§ DATA TO EXAMINE
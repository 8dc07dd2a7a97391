//! Output writers for reports and charts.
//!
//! This module handles writing data to disk in various formats:
//! - JSON aggregation reports
//! - SVG histogram charts
//! - Standalone HTML pages embedding the chart

pub mod html;
pub mod json;
pub mod svg;

// Re-export main functions
pub use html::{render_html_page, write_html};
pub use json::{read_report, write_report};
pub use svg::write_svg;

use crate::utils::error::OutputError;
use std::path::{Path, PathBuf};

/// Common path validation for output files
///
/// The parent directory must already exist; it is never created.
pub fn validate_path(path: &Path) -> Result<(), OutputError> {
    if path.as_os_str().is_empty() {
        return Err(OutputError::InvalidPath("Path is empty".to_string()));
    }

    if path.exists() && path.is_dir() {
        return Err(OutputError::InvalidPath(format!(
            "Path is a directory: {}",
            path.display()
        )));
    }

    if let Some(parent) = path.parent() {
        if !parent.as_os_str().is_empty() && !parent.is_dir() {
            return Err(OutputError::DirectoryNotFound(parent.display().to_string()));
        }
    }

    Ok(())
}

/// Check that an output directory exists
pub fn ensure_output_dir(dir: &Path) -> Result<(), OutputError> {
    if !dir.is_dir() {
        return Err(OutputError::DirectoryNotFound(dir.display().to_string()));
    }
    Ok(())
}

/// `{dir}/{name}.{extension}`
pub fn output_file_path(dir: &Path, name: &str, extension: &str) -> PathBuf {
    dir.join(format!("{}.{}", name, extension))
}
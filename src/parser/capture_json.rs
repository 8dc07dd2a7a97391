//! JSON capture export parser.
//!
//! Accepts an object holding either arrival timestamps in nanoseconds
//! (`timesReceivedInNanoseconds`) or A-MPDU reference numbers
//! (`ampduReferences`, `null` for unaggregated frames).

use super::signal::{GroupedSignal, Signal, SignalSequence, TimedSignal};
use crate::utils::config::{GROUP_FIELD_NAMES, TIMESTAMP_FIELD_NAMES};
use crate::utils::error::{AggregationError, ParseError};
use log::debug;
use serde_json::{Map, Value};

/// Parse a JSON capture export into signals
///
/// **Public** - entry point for `.json` inputs
///
/// # Errors
/// * `ParseError::InvalidFormat` - not an object, or no signal array present
/// * `ParseError::Signal` - both arrays present, an empty array, or an entry of the wrong type
pub fn parse_capture_json(raw: &Value) -> Result<SignalSequence, ParseError> {
    let obj = raw.as_object().ok_or_else(|| {
        ParseError::InvalidFormat("Capture export must be a JSON object".to_string())
    })?;

    let timestamps = find_array(obj, TIMESTAMP_FIELD_NAMES)?;
    let group_ids = find_array(obj, GROUP_FIELD_NAMES)?;

    let signals = match (timestamps, group_ids) {
        (Some(values), None) => {
            debug!("Capture export holds {} timestamps", values.len());
            parse_timestamps(values)?
        }
        (None, Some(values)) => {
            debug!("Capture export holds {} group identifiers", values.len());
            parse_group_ids(values)?
        }
        (Some(_), Some(_)) => {
            return Err(AggregationError::MalformedSignal(
                "capture export holds both timestamps and group identifiers".to_string(),
            )
            .into())
        }
        (None, None) => {
            return Err(ParseError::InvalidFormat(format!(
                "Expected one of {:?} or {:?}",
                TIMESTAMP_FIELD_NAMES, GROUP_FIELD_NAMES
            )))
        }
    };

    Ok(SignalSequence::from_signals(signals)?)
}

/// Find the first present field among `names` and require it to be an array
fn find_array<'a>(
    obj: &'a Map<String, Value>,
    names: &[&str],
) -> Result<Option<&'a Vec<Value>>, ParseError> {
    let Some((name, value)) = names
        .iter()
        .find_map(|name| obj.get(*name).map(|value| (name, value)))
    else {
        return Ok(None);
    };

    value.as_array().map(Some).ok_or_else(|| {
        ParseError::InvalidFormat(format!("Field '{}' must be an array", name))
    })
}

fn parse_timestamps(values: &[Value]) -> Result<Vec<Signal>, ParseError> {
    values
        .iter()
        .enumerate()
        .map(|(index, value)| -> Result<Signal, ParseError> {
            let nanos = value.as_f64().ok_or_else(|| {
                AggregationError::MalformedSignal(format!(
                    "timestamp {} is not a number: {}",
                    index, value
                ))
            })?;
            Ok(Signal::Timed(TimedSignal::from_nanos(nanos)?))
        })
        .collect()
}

fn parse_group_ids(values: &[Value]) -> Result<Vec<Signal>, ParseError> {
    values
        .iter()
        .enumerate()
        .map(|(index, value)| -> Result<Signal, ParseError> {
            if value.is_null() {
                return Ok(Signal::Grouped(GroupedSignal::ungrouped()));
            }
            let id = value.as_i64().ok_or_else(|| {
                AggregationError::MalformedSignal(format!(
                    "group identifier {} is not an integer: {}",
                    index, value
                ))
            })?;
            Ok(Signal::Grouped(GroupedSignal::new(Some(id))))
        })
        .collect()
}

§ TASK TO COMPLETE
Copy out every line of the entries where the string "crate" shows up.

§ SOLUTION TO THE PROBLEM
use crate::utils::error::OutputError;
use crate::utils::config::{GROUP_FIELD_NAMES, TIMESTAMP_FIELD_NAMES};
use crate::utils::error::{AggregationError, ParseError};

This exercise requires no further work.